Como una Liga. Así sabe esta Copa, conquistada con sangre, sudor y lágrimas, en una noche que merece ser recordada con todos los honores, en la misma colección de otras grandes citas (2-0). No es una Champions, por supuesto, pero el Barça la peleó como si lo fuera, como si estuviera en Berlín, o en París, o en Roma, o en Londres, y no en el Calderón. Con 11 y con 10, con Suárez llorando en el banquillo, roto, desconsolado, pero con el equipo entero y una grada inolvidable peleando por él de principio a fin con una valentía y una fe indestructibles ante las que el Sevilla sucumbió. El arrebato fue azulgrana, y sonó a gloria. Una sinfonía heroica, que acabó entre olés, para dibujar un doblete precioso. Una Liga y una Copa. Dos titulazos.

No es un triplete, pero menudo final. La rúa ya pasó pero merecía repetirse porque esta Copa del Rey vale doble. El Barça se mantuvo en pie cuando lo fácil era resignarse y dejarse morir. Lo tuvo todo en contra frente a un Sevilla que compitió con la misma pasión. Pero resistió y, en el último suspiro, cuando se igualaron las fuerzas tras casi una hora jugando con 10 por la expulsión de Banega, llegó el remate

En la prórroga, como en la Supercopa de Europa, donde empezó el año que deja cuatro títulos. Un guion inmejorable. Una asistencia de Messi, el genio de la lámpara, que Alba remató en medio del extásis.

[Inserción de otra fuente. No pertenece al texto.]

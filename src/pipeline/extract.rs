//! Fragment extraction: turn a PDF into positioned text fragments via pdfium.
//!
//! ## Object handling
//!
//! * Text objects become one fragment each, with the object's bounds.
//! * Image objects are ignored.
//! * Form XObjects (figure groupings) are flattened: the text of every text
//!   object inside them, nested forms included, is concatenated without a
//!   separator into one fragment carrying the form's bounds. Statement
//!   generators often wrap a single label or amount in its own form.
//!
//! pdfium is a blocking C library; callers in async code run
//! [`FragmentSource::extract`] inside `tokio::task::spawn_blocking`.

use crate::error::ReconError;
use crate::pipeline::fragment::{BBox, PageFragments, TextFragment};
use crate::pipeline::input::check_pdf_magic;
use pdfium_render::prelude::*;
use std::io::Read;
use std::path::PathBuf;
use tracing::{debug, trace};

/// Produces positioned text fragments for one document.
///
/// Implementations must be `Send + Sync` so a single source can be shared
/// through the config and moved into blocking tasks.
pub trait FragmentSource: Send + Sync {
    /// Read one document from `reader` and return its fragments, per page.
    fn extract(&self, reader: &mut dyn Read) -> Result<Vec<PageFragments>, ReconError>;
}

/// The default [`FragmentSource`], backed by pdfium-render.
#[derive(Debug, Clone, Default)]
pub struct PdfiumSource {
    password: Option<String>,
}

impl PdfiumSource {
    pub fn new(password: Option<String>) -> Self {
        Self { password }
    }
}

impl FragmentSource for PdfiumSource {
    fn extract(&self, reader: &mut dyn Read) -> Result<Vec<PageFragments>, ReconError> {
        let mut bytes = Vec::new();
        reader
            .read_to_end(&mut bytes)
            .map_err(|e| ReconError::CorruptPdf {
                detail: format!("read failed: {e}"),
            })?;
        check_pdf_magic(&bytes)?;

        let pdfium = bind_pdfium()?;
        let password = self.password.as_deref();
        let document = pdfium
            .load_pdf_from_byte_vec(bytes, password)
            .map_err(|e| load_error(e, password.is_some()))?;

        let mut pages = Vec::new();
        for (page_index, page) in document.pages().iter().enumerate() {
            let mut fragments = Vec::new();
            let mut images = 0usize;
            for object in page.objects().iter() {
                collect_object(&object, &mut fragments, &mut images);
            }
            debug!(
                "Page {}: {} fragments, {} images ignored",
                page_index + 1,
                fragments.len(),
                images
            );
            pages.push(PageFragments {
                page_index,
                fragments,
            });
        }

        Ok(pages)
    }
}

/// Bind to a pdfium library.
///
/// Resolution order: `PDFIUM_LIB_PATH` (a library file or the directory
/// holding it), then the working directory, then the system library.
pub fn bind_pdfium() -> Result<Pdfium, ReconError> {
    let bindings = match std::env::var_os("PDFIUM_LIB_PATH") {
        Some(path) => {
            let path = PathBuf::from(path);
            let lib = if path.is_dir() {
                Pdfium::pdfium_platform_library_name_at_path(&path)
            } else {
                path
            };
            debug!("Binding pdfium from {}", lib.display());
            Pdfium::bind_to_library(&lib)
        }
        None => Pdfium::bind_to_library(Pdfium::pdfium_platform_library_name_at_path("./"))
            .or_else(|_| Pdfium::bind_to_system_library()),
    }
    .map_err(|e| ReconError::PdfiumBindingFailed(format!("{e:?}")))?;

    Ok(Pdfium::new(bindings))
}

fn load_error(e: PdfiumError, had_password: bool) -> ReconError {
    let detail = format!("{e:?}");
    if detail.contains("Password") || detail.contains("password") {
        if had_password {
            ReconError::WrongPassword
        } else {
            ReconError::PasswordRequired
        }
    } else {
        ReconError::CorruptPdf { detail }
    }
}

fn collect_object(object: &PdfPageObject<'_>, out: &mut Vec<TextFragment>, images: &mut usize) {
    match object.object_type() {
        PdfPageObjectType::Text => {
            if let (Some(text), Some(bbox)) = (object.as_text_object(), object_bbox(object)) {
                out.push(TextFragment::new(bbox, text.text()));
            }
        }
        PdfPageObjectType::XObjectForm => {
            if let Some(form) = object.as_x_object_form_object() {
                let mut text = String::new();
                flatten_form_text(form, &mut text);
                match object_bbox(object) {
                    Some(bbox) if !text.is_empty() => out.push(TextFragment::new(bbox, text)),
                    _ => trace!("Form without text or bounds skipped"),
                }
            }
        }
        PdfPageObjectType::Image => *images += 1,
        _ => {}
    }
}

/// Concatenate the text of every text object inside a form, depth-first.
fn flatten_form_text(form: &PdfPageXObjectFormObject<'_>, out: &mut String) {
    for child in form.iter() {
        if let Some(text) = child.as_text_object() {
            out.push_str(&text.text());
        } else if let Some(inner) = child.as_x_object_form_object() {
            flatten_form_text(inner, out);
        }
    }
}

fn object_bbox(object: &PdfPageObject<'_>) -> Option<BBox> {
    let bounds = object.bounds().ok()?;
    Some(BBox::new(
        f64::from(bounds.left().value),
        f64::from(bounds.bottom().value),
        f64::from(bounds.right().value),
        f64::from(bounds.top().value),
    ))
}
//! Streaming statement API: emit statements as documents are parsed.
//!
//! Unlike the eager [`crate::assemble::parse_folder`], which returns only
//! after the whole folder is merged, [`parse_folder_stream`] yields one
//! [`StatementEntry`] per document in file-name order. Nothing is merged:
//! two documents with the same period both come through, and the caller
//! decides what to keep. A scan-fatal error is yielded as the last item.

use crate::assemble::parse_document;
use crate::config::ReconConfig;
use crate::error::{DocumentError, ReconError};
use crate::output::StatementEntry;
use crate::pipeline::input;
use futures::stream::{self, StreamExt};
use std::path::Path;
use std::pin::Pin;
use tokio_stream::Stream;
use tracing::{error, info, warn};

/// A boxed stream of per-document results.
pub type StatementStream =
    Pin<Box<dyn Stream<Item = Result<StatementEntry, DocumentError>> + Send>>;

/// List `folder` and parse its statements lazily, one at a time.
///
/// # Returns
/// - `Ok(StatementStream)` — a stream of `Result<StatementEntry, DocumentError>`
/// - `Err(ReconError)` — the folder could not be listed
///
/// # Example
/// ```rust,no_run
/// use statement_recon::{parse_folder_stream, ReconConfig};
/// use futures::StreamExt;
///
/// # #[tokio::main]
/// # async fn main() -> Result<(), Box<dyn std::error::Error>> {
/// let mut statements = parse_folder_stream("statements/", &ReconConfig::default())?;
/// while let Some(item) = statements.next().await {
///     match item {
///         Ok(s) => println!("{}: {} metrics", s.period, s.metrics.len()),
///         Err(e) => eprintln!("skipped {e}"),
///     }
/// }
/// # Ok(())
/// # }
/// ```
pub fn parse_folder_stream(
    folder: impl AsRef<Path>,
    config: &ReconConfig,
) -> Result<StatementStream, ReconError> {
    let folder = folder.as_ref();
    let files = input::list_statement_files(folder, config)?;
    info!(
        "Streaming {} statements from {}",
        files.len(),
        folder.display()
    );

    // A scan-fatal error is yielded once, then the stream ends.
    let state = (files.into_iter(), config.clone(), false);
    let s = stream::unfold(state, |(mut files, cfg, halted)| async move {
        if halted {
            return None;
        }
        let path = files.next()?;
        match parse_document(&path, &cfg).await {
            Ok(entry) => Some((Ok(entry), (files, cfg, false))),
            Err(e) => {
                let fatal = e.is_fatal_for_scan();
                if fatal {
                    error!("Stopping stream at {}: {}", path.display(), e);
                } else {
                    warn!("Skipping {}: {}", path.display(), e);
                }
                let item = Err(DocumentError::from_recon(path, &e));
                Some((item, (files, cfg, fatal)))
            }
        }
    });

    Ok(Box::pin(s))
}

Y, por si quedaban dudas, sobre el pitido final, otro pasecito de Leo, la guinda de Neymar... y la locura.

La alegría, con los jugadores y los casi 20.000 culés desatados, en una celebración de Champions, alzó el valor de esta Copa por encima de las últimas conquistadas sin este sufrimiento. El corazón se impuso al fútbol, y ahí el Barça se comportó como un gigante, sin pizca de conformismo, bajando al barro para luchar por cada balón como si le fuera la vida. Le iba. Y sobrevivió. Y ganó.

EL HIMNO A TODO VOLUMEN

El triunfo pasó por encima de todo los demás. Fue una copa que se vivió en paz y que dejó una última imagen emotiva, con la afición del Sevilla mostrando sus bufandas y banderas, cantando "campeones, campeones" y brincando, rindiendo honores a sus héroes, también en la derrota, en un merecido reconocimiento. Los culés corearon los nombres de los suyos, el de Luis Enrique, el de Messi, el de Iniesta, el de Piqué, el de Mascherano, y el grito de "uruguayo", el caído. Del primero al último, todos se dejaron la piel y el alma por una Copa imborrable.

Hubo tradiciones que se repitieron como el ruido con el himno. Esta vez, sin el acompañamiento vasco, quedó mitigado por el tremendo despliegue de decibelios. Cada final suena más alto. Una banda de heavy pediría que bajaran el volumen, pero ni así se silenciaron los pitos naturales (muchos silbatos fueron requisado en los controles) de miles de culés, alzando les 'estelades'.

El Sevilla fue un enemigo terrible de principio a fin, 11 contra 11, 11 contra 10, y 10 contra 10, en una prueba más del carácter competitivo que le ha llevado a ser un grande y escribir una década prodigiosa. Al campeón el partido se le hizo larguísimo, pero resistió como un valiente, guiado por un Iniesta celestial, en una de esas actuaciones que merecen ponerse a sus pies por los siglos de los siglos, enseñando y escondiendo el balón como un mago en medio de un sinfín de enemigos, que le perseguían, que iban a saliendo a su paso, que le agarraban y él se mantenía siempre en pie. Solo hubo uno que intentó pararle, y que lejos de pitar lo que debía se hizo el sueco una y mil veces ante tantas faltas.

UN ÁRBITRO MUY PEQUEÑO

Carlos del Cerro Grande, un árbitro muy pequeño para una cita de esta altura, incapaz de impartir justicia, en una actuación que dejó un tufillo sospechoso por escandoloso y que levantó en pie de guerra a la grada y que si no acabó con el equipo fue por ese punto de rebeldía, que le obligó a pelear también contra ese silbato.

El Barça no estuvo solo. Nunca. Lejos de bajar la voz y resignarse a su suerte, la afición no ofreció ni un signo de rendición. Ni hablar. Al revés. Más fuerte que nunca, firme desde el primer al último minuto, con 11, con 10, sin Suárez, todos defendiendo, todos atacando, sin bajar los brazos, empujando, empujando, en una actuación imponente, lejos, muy lejos de los miedos que habrían aparecido en otros tiempos. También en eso, el Barça se ha hecho grande. Y en Madrid se escuchó: "A la Cibeles, nos vamos a la Cibeles".